***** Dataset records
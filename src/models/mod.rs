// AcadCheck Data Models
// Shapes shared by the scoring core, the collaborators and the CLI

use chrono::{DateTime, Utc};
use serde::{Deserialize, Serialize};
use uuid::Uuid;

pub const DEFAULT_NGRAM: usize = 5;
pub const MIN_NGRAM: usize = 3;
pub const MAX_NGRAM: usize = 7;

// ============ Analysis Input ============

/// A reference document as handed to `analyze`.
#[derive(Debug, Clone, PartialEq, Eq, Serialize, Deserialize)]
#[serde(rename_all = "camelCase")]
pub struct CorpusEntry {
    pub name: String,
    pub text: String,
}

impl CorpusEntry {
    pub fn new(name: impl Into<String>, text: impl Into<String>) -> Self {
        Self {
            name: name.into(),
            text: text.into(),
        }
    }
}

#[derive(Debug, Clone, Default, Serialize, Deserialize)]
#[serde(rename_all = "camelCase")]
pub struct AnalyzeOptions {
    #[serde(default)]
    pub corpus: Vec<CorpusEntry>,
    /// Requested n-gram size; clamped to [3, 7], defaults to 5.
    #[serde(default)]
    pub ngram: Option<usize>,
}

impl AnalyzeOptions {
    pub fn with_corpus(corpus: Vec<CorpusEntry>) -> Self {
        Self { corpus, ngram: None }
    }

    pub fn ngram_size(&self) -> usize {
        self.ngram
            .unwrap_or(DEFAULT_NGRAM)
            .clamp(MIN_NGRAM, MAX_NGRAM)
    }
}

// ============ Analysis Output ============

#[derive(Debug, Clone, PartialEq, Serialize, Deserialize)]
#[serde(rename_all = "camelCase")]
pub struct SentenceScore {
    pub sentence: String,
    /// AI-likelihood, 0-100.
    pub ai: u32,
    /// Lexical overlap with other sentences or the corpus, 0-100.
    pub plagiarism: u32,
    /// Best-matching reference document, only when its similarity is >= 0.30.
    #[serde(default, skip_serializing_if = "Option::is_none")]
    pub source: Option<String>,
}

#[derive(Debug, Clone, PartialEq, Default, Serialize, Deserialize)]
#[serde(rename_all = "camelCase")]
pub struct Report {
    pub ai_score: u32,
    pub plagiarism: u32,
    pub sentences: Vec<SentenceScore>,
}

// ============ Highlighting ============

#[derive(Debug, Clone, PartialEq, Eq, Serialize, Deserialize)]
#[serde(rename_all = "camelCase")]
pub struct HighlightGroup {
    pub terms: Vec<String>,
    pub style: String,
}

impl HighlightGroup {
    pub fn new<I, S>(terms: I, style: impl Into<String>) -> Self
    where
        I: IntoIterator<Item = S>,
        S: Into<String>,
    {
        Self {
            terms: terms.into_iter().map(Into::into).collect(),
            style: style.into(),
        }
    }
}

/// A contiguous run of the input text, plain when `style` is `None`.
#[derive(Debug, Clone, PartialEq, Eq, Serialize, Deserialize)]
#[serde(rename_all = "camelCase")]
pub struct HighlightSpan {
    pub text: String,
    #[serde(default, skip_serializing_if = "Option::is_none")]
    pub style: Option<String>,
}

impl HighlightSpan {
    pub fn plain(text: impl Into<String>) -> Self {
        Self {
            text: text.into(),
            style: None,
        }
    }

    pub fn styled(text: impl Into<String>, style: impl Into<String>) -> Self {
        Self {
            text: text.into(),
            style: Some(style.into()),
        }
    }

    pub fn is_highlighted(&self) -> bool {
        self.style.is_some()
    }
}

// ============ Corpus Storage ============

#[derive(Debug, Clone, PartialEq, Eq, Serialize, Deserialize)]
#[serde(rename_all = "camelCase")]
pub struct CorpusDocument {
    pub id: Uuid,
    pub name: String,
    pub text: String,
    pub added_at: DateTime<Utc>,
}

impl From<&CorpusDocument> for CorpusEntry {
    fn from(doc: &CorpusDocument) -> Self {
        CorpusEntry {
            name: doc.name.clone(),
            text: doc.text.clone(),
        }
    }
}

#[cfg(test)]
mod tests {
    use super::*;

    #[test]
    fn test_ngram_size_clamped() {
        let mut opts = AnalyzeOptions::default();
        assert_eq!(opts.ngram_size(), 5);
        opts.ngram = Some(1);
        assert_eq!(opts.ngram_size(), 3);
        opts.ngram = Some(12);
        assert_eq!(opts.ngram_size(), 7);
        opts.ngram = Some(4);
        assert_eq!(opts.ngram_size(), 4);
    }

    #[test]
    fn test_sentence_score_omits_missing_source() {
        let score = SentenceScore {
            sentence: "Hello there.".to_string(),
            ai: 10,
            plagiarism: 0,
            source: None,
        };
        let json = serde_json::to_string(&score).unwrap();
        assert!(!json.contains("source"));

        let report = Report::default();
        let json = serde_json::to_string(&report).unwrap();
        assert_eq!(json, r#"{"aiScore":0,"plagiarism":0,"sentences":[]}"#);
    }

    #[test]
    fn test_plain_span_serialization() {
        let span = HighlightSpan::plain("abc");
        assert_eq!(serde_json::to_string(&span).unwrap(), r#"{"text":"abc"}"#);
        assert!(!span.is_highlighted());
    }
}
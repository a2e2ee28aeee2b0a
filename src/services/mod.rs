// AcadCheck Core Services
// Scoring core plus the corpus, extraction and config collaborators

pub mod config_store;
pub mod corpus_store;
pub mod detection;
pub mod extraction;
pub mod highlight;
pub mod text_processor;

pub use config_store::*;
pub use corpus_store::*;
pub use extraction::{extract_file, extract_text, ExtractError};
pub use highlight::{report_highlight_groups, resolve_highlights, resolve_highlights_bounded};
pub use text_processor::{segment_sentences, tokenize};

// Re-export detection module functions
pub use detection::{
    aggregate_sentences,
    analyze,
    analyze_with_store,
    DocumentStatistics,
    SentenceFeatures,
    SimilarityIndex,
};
**********
**How to complete this task:**
Starting at the first line and ending at the last, retype the entries above.

**Task output:**
filename src/models/mod.rs
// AcadCheck Data Models
// Shapes shared by the scoring core, the collaborators and the CLI

use chrono::{DateTime, Utc};
use serde::{Deserialize, Serialize};
use uuid::Uuid;

pub const DEFAULT_NGRAM: usize = 5;
pub const MIN_NGRAM: usize = 3;
pub const MAX_NGRAM: usize = 7;

// ============ Analysis Input ============

/// A reference document as handed to `analyze`.
#[derive(Debug, Clone, PartialEq, Eq, Serialize, Deserialize)]
#[serde(rename_all = "camelCase")]
pub struct CorpusEntry {
    pub name: String,
    pub text: String,
}

impl CorpusEntry {
    pub fn new(name: impl Into<String>, text: impl Into<String>) -> Self {
        Self {
            name: name.into(),
            text: text.into(),
        }
    }
}

#[derive(Debug, Clone, Default, Serialize, Deserialize)]
#[serde(rename_all = "camelCase")]
pub struct AnalyzeOptions {
    #[serde(default)]
    pub corpus: Vec<CorpusEntry>,
    /// Requested n-gram size; clamped to [3, 7], defaults to 5.
    #[serde(default)]
    pub ngram: Option<usize>,
}

impl AnalyzeOptions {
    pub fn with_corpus(corpus: Vec<CorpusEntry>) -> Self {
        Self { corpus, ngram: None }
    }

    pub fn ngram_size(&self) -> usize {
        self.ngram
            .unwrap_or(DEFAULT_NGRAM)
            .clamp(MIN_NGRAM, MAX_NGRAM)
    }
}

// ============ Analysis Output ============

#[derive(Debug, Clone, PartialEq, Serialize, Deserialize)]
#[serde(rename_all = "camelCase")]
pub struct SentenceScore {
    pub sentence: String,
    /// AI-likelihood, 0-100.
    pub ai: u32,
    /// Lexical overlap with other sentences or the corpus, 0-100.
    pub plagiarism: u32,
    /// Best-matching reference document, only when its similarity is >= 0.30.
    #[serde(default, skip_serializing_if = "Option::is_none")]
    pub source: Option<String>,
}

#[derive(Debug, Clone, PartialEq, Default, Serialize, Deserialize)]
#[serde(rename_all = "camelCase")]
pub struct Report {
    pub ai_score: u32,
    pub plagiarism: u32,
    pub sentences: Vec<SentenceScore>,
}

// ============ Highlighting ============

#[derive(Debug, Clone, PartialEq, Eq, Serialize, Deserialize)]
#[serde(rename_all = "camelCase")]
pub struct HighlightGroup {
    pub terms: Vec<String>,
    pub style: String,
}

impl HighlightGroup {
    pub fn new<I, S>(terms: I, style: impl Into<String>) -> Self
    where
        I: IntoIterator<Item = S>,
        S: Into<String>,
    {
        Self {
            terms: terms.into_iter().map(Into::into).collect(),
            style: style.into(),
        }
    }
}

/// A contiguous run of the input text, plain when `style` is `None`.
#[derive(Debug, Clone, PartialEq, Eq, Serialize, Deserialize)]
#[serde(rename_all = "camelCase")]
pub struct HighlightSpan {
    pub text: String,
    #[serde(default, skip_serializing_if = "Option::is_none")]
    pub style: Option<String>,
}

impl HighlightSpan {
    pub fn plain(text: impl Into<String>) -> Self {
        Self {
            text: text.into(),
            style: None,
        }
    }

    pub fn styled(text: impl Into<String>, style: impl Into<String>) -> Self {
        Self {
            text: text.into(),
            style: Some(style.into()),
        }
    }

    pub fn is_highlighted(&self) -> bool {
        self.style.is_some()
    }
}

// ============ Corpus Storage ============

#[derive(Debug, Clone, PartialEq, Eq, Serialize, Deserialize)]
#[serde(rename_all = "camelCase")]
pub struct CorpusDocument {
    pub id: Uuid,
    pub name: String,
    pub text: String,
    pub added_at: DateTime<Utc>,
}

impl From<&CorpusDocument> for CorpusEntry {
    fn from(doc: &CorpusDocument) -> Self {
        CorpusEntry {
            name: doc.name.clone(),
            text: doc.text.clone(),
        }
    }
}

#[cfg(test)]
mod tests {
    use super::*;

    #[test]
    fn test_ngram_size_clamped() {
        let mut opts = AnalyzeOptions::default();
        assert_eq!(opts.ngram_size(), 5);
        opts.ngram = Some(1);
        assert_eq!(opts.ngram_size(), 3);
        opts.ngram = Some(12);
        assert_eq!(opts.ngram_size(), 7);
        opts.ngram = Some(4);
        assert_eq!(opts.ngram_size(), 4);
    }

    #[test]
    fn test_sentence_score_omits_missing_source() {
        let score = SentenceScore {
            sentence: "Hello there.".to_string(),
            ai: 10,
            plagiarism: 0,
            source: None,
        };
        let json = serde_json::to_string(&score).unwrap();
        assert!(!json.contains("source"));

        let report = Report::default();
        let json = serde_json::to_string(&report).unwrap();
        assert_eq!(json, r#"{"aiScore":0,"plagiarism":0,"sentences":[]}"#);
    }

    #[test]
    fn test_plain_span_serialization() {
        let span = HighlightSpan::plain("abc");
        assert_eq!(serde_json::to_string(&span).unwrap(), r#"{"text":"abc"}"#);
        assert!(!span.is_highlighted());
    }
}
repository a2e2ee28aeee2b0a
filename src/services/mod.rs
// AcadCheck Core Services
// Scoring core plus the corpus, extraction and config collaborators

pub mod config_store;
pub mod corpus_store;
pub mod detection;
pub mod extraction;
pub mod highlight;
pub mod text_processor;

pub use config_store::*;
pub use corpus_store::*;
pub use extraction::{extract_file, extract_text, ExtractError};
pub use highlight::{report_highlight_groups, resolve_highlights, resolve_highlights_bounded};
pub use text_processor::{segment_sentences, tokenize};

// Re-export detection module functions
pub use detection::{
    aggregate_sentences,
    analyze,
    analyze_with_store,
    DocumentStatistics,
    SentenceFeatures,
    SimilarityIndex,
};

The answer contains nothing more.